__Task directions__. Only lines with the string "IdentityCodec" are wanted. Pull them out of the data.

Collected data:

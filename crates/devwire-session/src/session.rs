use std::fmt;
use std::net::SocketAddr;
use std::time::Duration;

use devwire_frame::{
    refusal, Deadline, Frame, FrameError, FrameReader, FrameWriter, IdentityCodec, TelnetCodec,
    TelnetEvent, WireCodec,
};
use devwire_transport::{ByteStream, CloseHandle, TcpByteStream};
use tracing::{debug, warn};

use crate::config::SessionConfig;
use crate::error::{Result, SessionError};

/// Upper bound on Telnet events kept for [`Session::take_telnet_events`].
pub(crate) const MAX_RETAINED_EVENTS: usize = 256;

/// Which end of the connection a session is.
#[derive(Debug, Clone, Copy, PartialEq, Eq)]
pub enum Role {
    /// Opened by [`crate::connect`].
    Client,
    /// Produced by [`crate::SessionListener::accept`].
    Server,
}

/// One framed connection to a peer.
///
/// Every I/O method takes `&mut self`: a session serves one request at a
/// time. Use [`Session::close_handle`] to interrupt a blocked call from
/// another thread.
pub struct Session<S: ByteStream = TcpByteStream> {
    id: String,
    role: Role,
    peer_addr: Option<SocketAddr>,
    reader: FrameReader<S>,
    writer: FrameWriter<S>,
    handle: CloseHandle,
    config: SessionConfig,
    events: Vec<TelnetEvent>,
    closed: bool,
}

impl<S: ByteStream> Session<S> {
    /// Wrap a connected stream.
    pub fn from_stream(
        id: impl Into<String>,
        role: Role,
        stream: S,
        config: SessionConfig,
    ) -> Result<Self> {
        stream.set_write_timeout(config.write_timeout)?;
        let reader_stream = stream.try_clone()?;
        let handle = stream.close_handle();
        let peer_addr = stream.peer_addr();

        let (inbound_codec, outbound_codec) = wire_codecs(&config);
        let frame_config = config.frame_config();
        let reader = FrameReader::with_config(
            reader_stream,
            config.framing.build()?,
            inbound_codec,
            frame_config.clone(),
        );
        let writer = FrameWriter::with_config(
            stream,
            config.outbound().build()?,
            outbound_codec,
            frame_config,
        );

        Ok(Self {
            id: id.into(),
            role,
            peer_addr,
            reader,
            writer,
            handle,
            config,
            events: Vec::new(),
            closed: false,
        })
    }

    /// Session identifier.
    pub fn id(&self) -> &str {
        &self.id
    }

    /// Client or server end.
    pub fn role(&self) -> Role {
        self.role
    }

    /// Remote address, when the transport has one.
    pub fn peer_addr(&self) -> Option<SocketAddr> {
        self.peer_addr
    }

    /// Session configuration.
    pub fn config(&self) -> &SessionConfig {
        &self.config
    }

    /// Whether the session has been closed.
    pub fn is_closed(&self) -> bool {
        self.closed || self.handle.is_closed()
    }

    /// A handle that closes this session from another thread.
    ///
    /// A call blocked in [`Session::receive`] returns
    /// [`SessionError::Closed`] promptly once the handle is closed.
    pub fn close_handle(&self) -> CloseHandle {
        self.handle.clone()
    }

    /// Decoded bytes received but not yet returned as a frame.
    pub fn buffered(&self) -> &[u8] {
        self.reader.buffered()
    }

    /// Drain the Telnet control events seen so far.
    pub fn take_telnet_events(&mut self) -> Vec<TelnetEvent> {
        std::mem::take(&mut self.events)
    }

    /// Write `request` as-is (after wire escaping), then return one frame.
    ///
    /// `timeout` bounds the whole frame assembly. On timeout the partial
    /// frame stays buffered and the session remains usable.
    pub fn send_receive(&mut self, request: &[u8], timeout: Option<Duration>) -> Result<Frame> {
        self.send(request)?;
        self.receive(timeout)
    }

    /// Marshal `payload`, send it and return the reply frame.
    ///
    /// Uses the configured `read_timeout`.
    pub fn request(&mut self, payload: &[u8]) -> Result<Frame> {
        self.send_frame(payload)?;
        self.receive(self.config.read_timeout)
    }

    /// Marshal and send `payload` without waiting for a reply.
    pub fn notify(&mut self, payload: &[u8]) -> Result<()> {
        debug!(session = %self.id, len = payload.len(), "notify");
        self.send_frame(payload)
    }

    /// Marshal `payload` with the outbound framing and send it.
    pub fn send_frame(&mut self, payload: &[u8]) -> Result<()> {
        self.ensure_open()?;
        let sent = self.writer.send(payload);
        sent.map_err(|err| self.fail(err))
    }

    /// Send already-marshalled bytes.
    pub fn send(&mut self, bytes: &[u8]) -> Result<()> {
        self.ensure_open()?;
        let sent = self.writer.write_bytes(bytes);
        sent.map_err(|err| self.fail(err))
    }

    /// Return the next complete frame, waiting at most `timeout`.
    ///
    /// A frame already buffered from an earlier over-read is returned
    /// without touching the stream.
    pub fn receive(&mut self, timeout: Option<Duration>) -> Result<Frame> {
        self.ensure_open()?;
        let deadline = Deadline::after(timeout);
        loop {
            match self.reader.try_decode() {
                Ok(Some(frame)) => {
                    debug!(session = %self.id, len = frame.len(), "frame received");
                    return Ok(frame);
                }
                Ok(None) => {}
                Err(err) => return Err(self.fail(err)),
            }

            if let Err(err) = self.reader.fill_before(&deadline) {
                return Err(self.fail(err));
            }
            self.handle_telnet_events()?;
        }
    }

    /// Close the session. Safe to call more than once.
    pub fn close(&mut self) {
        if self.closed {
            return;
        }
        self.closed = true;
        if let Err(err) = self.handle.close() {
            debug!(session = %self.id, error = %err, "socket shutdown failed");
        }
        self.reader.reset();
        debug!(session = %self.id, "session closed");
    }

    pub(crate) fn discard_banner(&mut self, timeout: Duration) -> Result<()> {
        match self.reader.fill_before(&Deadline::after(Some(timeout))) {
            Ok(read) => {
                self.handle_telnet_events()?;
                debug!(session = %self.id, read, "discarded banner");
                self.reader.discard_buffered();
                Ok(())
            }
            Err(FrameError::Timeout(_)) => Ok(()),
            Err(err) => Err(self.fail(err)),
        }
    }

    fn ensure_open(&self) -> Result<()> {
        if self.is_closed() {
            return Err(SessionError::Closed);
        }
        Ok(())
    }

    fn handle_telnet_events(&mut self) -> Result<()> {
        let events = self.reader.take_events();
        if events.is_empty() {
            return Ok(());
        }

        let refuse = self
            .config
            .telnet
            .as_ref()
            .is_some_and(|telnet| telnet.refuse_options);
        for event in &events {
            debug!(session = %self.id, ?event, "telnet event");
            if !refuse {
                continue;
            }
            if let Some(reply) = refusal(event) {
                let written = self.writer.write_raw(&reply);
                written.map_err(|err| self.fail(err))?;
            }
        }

        self.events.extend(events);
        if self.events.len() > MAX_RETAINED_EVENTS {
            let excess = self.events.len() - MAX_RETAINED_EVENTS;
            self.events.drain(..excess);
        }
        Ok(())
    }

    /// Translate a frame error, closing the session when it is unrecoverable.
    fn fail(&mut self, err: FrameError) -> SessionError {
        if self.handle.is_closed() {
            self.close();
            return SessionError::Closed;
        }
        let err = SessionError::from(err);
        if !err.is_recoverable() {
            match &err {
                SessionError::FrameTooLarge { size, max } => {
                    warn!(session = %self.id, size, max, "frame too large; closing session");
                }
                other => debug!(session = %self.id, error = %other, "closing session"),
            }
            self.close();
        }
        err
    }
}

fn wire_codecs(config: &SessionConfig) -> (Box<dyn WireCodec>, Box<dyn WireCodec>) {
    if config.telnet.is_some() {
        (Box::new(TelnetCodec::new()), Box::new(TelnetCodec::new()))
    } else {
        (Box::new(IdentityCodec), Box::new(IdentityCodec))
    }
}

impl<S: ByteStream> Drop for Session<S> {
    fn drop(&mut self) {
        self.close();
    }
}

impl<S: ByteStream> fmt::Debug for Session<S> {
    fn fmt(&self, f: &mut fmt::Formatter<'_>) -> fmt::Result {
        f.debug_struct("Session")
            .field("id", &self.id)
            .field("role", &self.role)
            .field("peer_addr", &self.peer_addr)
            .field("closed", &self.is_closed())
            .finish()
    }
}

__Expected answer__.
    refusal, Deadline, Frame, FrameError, FrameReader, FrameWriter, IdentityCodec, TelnetCodec,
        (Box::new(IdentityCodec), Box::new(IdentityCodec))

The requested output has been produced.